Capítulo 64: Bueno
Si Qi Shence fuera una persona que, en un arrebato de ira, se auto-destruía, jamás habría podido gozar del prestigio en la Academia Sombras del Nilo. Los jóvenes del Clan Qi eran generales valientes en Occidente, corriendo al frente y sin miedo a morir; como funcionarios, administraban con habilidad, cambiando su imagen de chismoso por la de un buen ciudadano. Esto probablemente era el secreto que permitió al Clan Qi prosperar durante siglos en el Imperio Occidental. Qi Shence tenía una cara pulida como un espejo y llevaba una espada larga a la cintura; era común ver estudiantes con espadas, incluso algunos tan débiles que transportaban hachas enormes. La Academia Sombras del Nilo siempre fue tolerante con esto, siempre y cuando no se llevaran armas para lastimar a otros, permitía hasta dieciocho armas en una sola persona. Sin embargo, los estudiantes de Qi Jingxi generalmente llevaban espadas.
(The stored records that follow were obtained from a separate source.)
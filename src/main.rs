//! # Folio CLI
//!
//! Usage:
//!   folio request.json -o slip.pdf
//!   echo '{ ... }' | folio
//!   folio --example > request.json
//!
//! Without `-o` the file is named after the report. Set `RUST_LOG=debug`
//! to see page allocation and font loading.

use std::env;
use std::fs;
use std::io::{self, Read};

#[tokio::main]
async fn main() {
    env_logger::init();

    let args: Vec<String> = env::args().collect();

    if args.iter().any(|a| a == "--example") {
        print!("{}", example_salary_slip_json());
        return;
    }

    if let Err(e) = run(&args).await {
        eprintln!("✗ {}", e);
        std::process::exit(1);
    }
}

async fn run(args: &[String]) -> Result<(), Box<dyn std::error::Error>> {
    let input = if args.len() > 1 && !args[1].starts_with('-') {
        fs::read_to_string(&args[1]).map_err(|e| format!("cannot read {}: {}", args[1], e))?
    } else {
        let mut buf = String::new();
        io::stdin().read_to_string(&mut buf)?;
        buf
    };

    let output_path = args
        .windows(2)
        .find(|w| w[0] == "-o")
        .map(|w| w[1].clone());

    let rendered = folio::generate_json(&input).await?;
    let path = output_path.unwrap_or_else(|| rendered.filename.clone());
    fs::write(&path, &rendered.bytes).map_err(|e| format!("cannot write {}: {}", path, e))?;
    eprintln!(
        "✓ Written {} bytes ({} pages) to {}",
        rendered.bytes.len(),
        rendered.page_count,
        path
    );
    Ok(())
}

fn example_salary_slip_json() -> &'static str {
    r##"{
  "report": {
    "type": "salarySlip",
    "employee": {
      "name": "Ayesha Khan",
      "title": "Senior Teacher",
      "employeeId": "EMP-0142",
      "schools": ["North Campus"],
      "joinDate": "2021-08-16"
    },
    "periodStart": "2025-01-01",
    "periodEnd": "2025-01-31",
    "paymentDate": "2025-02-01",
    "basicSalary": 50000,
    "bank": {
      "bankName": "Meezan Bank",
      "accountTitle": "Ayesha Khan",
      "accountNumber": "0123-4567890"
    },
    "earnings": [
      { "category": "Salary", "amount": 50000 },
      { "category": "Conveyance", "amount": 3500 }
    ],
    "deductions": [
      { "category": "Provident Fund", "amount": 2500 }
    ],
    "totals": { "grossEarnings": 53500, "totalDeductions": 2500, "netPayable": 51000 },
    "remarks": "Conveyance allowance added from *January*."
  },
  "footer": "Page {{pageNumber}} of {{totalPages}}",
  "letterhead": {
    "lines": ["Greenfield School System", "12 Canal Road, Lahore"]
  },
  "metadata": { "author": "Accounts Office" }
}
"##
}
//! Structured error types for the Folio engine.
//!
//! Only a handful of failures are fatal: unreadable request JSON, fonts that
//! cannot be embedded, and page state-machine violations. Asset fetch
//! failures and malformed inline markup are recovered locally and never
//! reach this type.

use thiserror::Error;

/// Boxed cause attached to font failures.
pub type BoxedCause = Box<dyn std::error::Error + Send + Sync + 'static>;

/// The unified error type returned by all public Folio API functions.
#[derive(Debug, Error)]
pub enum FolioError {
    /// JSON input failed to parse as a valid generation request.
    #[error("Failed to parse request: {source}{}", hint_suffix(.hint))]
    ParseError {
        #[source]
        source: serde_json::Error,
        hint: String,
    },

    /// A font could not be loaded, parsed, or embedded.
    #[error("Font error: {message}")]
    FontError {
        message: String,
        #[source]
        source: Option<BoxedCause>,
    },

    /// A page was still open when the document was serialized.
    #[error("Page {index} is still open at serialization time")]
    OpenPage { index: usize },

    /// A page was finalized a second time.
    #[error("Page {index} was already finalized")]
    PageFinalized { index: usize },

    /// Layout or PDF generation failed.
    #[error("Render error: {0}")]
    RenderError(String),
}

/// Result alias used across the crate.
pub type Result<T> = std::result::Result<T, FolioError>;

impl FolioError {
    pub fn font(message: impl Into<String>) -> Self {
        FolioError::FontError {
            message: message.into(),
            source: None,
        }
    }

    pub fn font_with_source(
        message: impl Into<String>,
        source: impl std::error::Error + Send + Sync + 'static,
    ) -> Self {
        FolioError::FontError {
            message: message.into(),
            source: Some(Box::new(source)),
        }
    }
}

fn hint_suffix(hint: &str) -> String {
    if hint.is_empty() {
        String::new()
    } else {
        format!("\n  Hint: {}", hint)
    }
}

impl From<serde_json::Error> for FolioError {
    fn from(e: serde_json::Error) -> Self {
        let hint = match e.classify() {
            serde_json::error::Category::Syntax => {
                "Check for trailing commas, missing quotes, or unescaped characters.".to_string()
            }
            serde_json::error::Category::Data => {
                "The JSON is valid but doesn't match the request schema. Check the report \"type\" tag and field names.".to_string()
            }
            serde_json::error::Category::Eof => {
                "Unexpected end of input. Is the JSON truncated?".to_string()
            }
            serde_json::error::Category::Io => String::new(),
        };
        FolioError::ParseError { source: e, hint }
    }
}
Qi Shence vio a un hombre acercarse lentamente. Las niñas que habían estado molestando con bolas de nieve se alejaron. Él no parecía enfadado; simplemente permitió que las bolas de nieve se rompieran en su cuerpo mientras caminaba hacia el pabellón. Llegando cerca, extendió la mano para quitar la nieve y a continuación sacudió la cabeza. El borde del escalón rasgó sus botas como si quisiera mostrar que era un estúpido sin estudios. Las niñas seguían hablando en voz baja, añadiendo capa tras capa de nieve al pabellón mientras intentaban derribar a ese desagradable mujeriego con una bola de nieve grande que se les dificultaba debido a su ligereza. De repente, tropezó y casi cayó en las escaleras. El joven de cabellos blancos se inclinó hacia atrás y extendió un pie para detenerla justo cuando ella iba a caer. La niña sintió que perdía la cara delante de sus compañeras e intentó morderle el muslo, pero él saltó hacia atrás, se agachó y sujetó su oreja. Ambos intercambiaron miradas, en un juego de fuerza para ver quién se rendiría primero.
"¿Qué niña tonta," pensó Qi Shence. "Pelear con estos hombres del campo es muy ridículo."
Sin embargo, no pudo evitar sentirse molesto por las palabras ofensivas del hombre. "¡Puedo derribarte a ti y otros cuatrocientos hombres como tú con solo una mano!" exclamó el hombre, riendo.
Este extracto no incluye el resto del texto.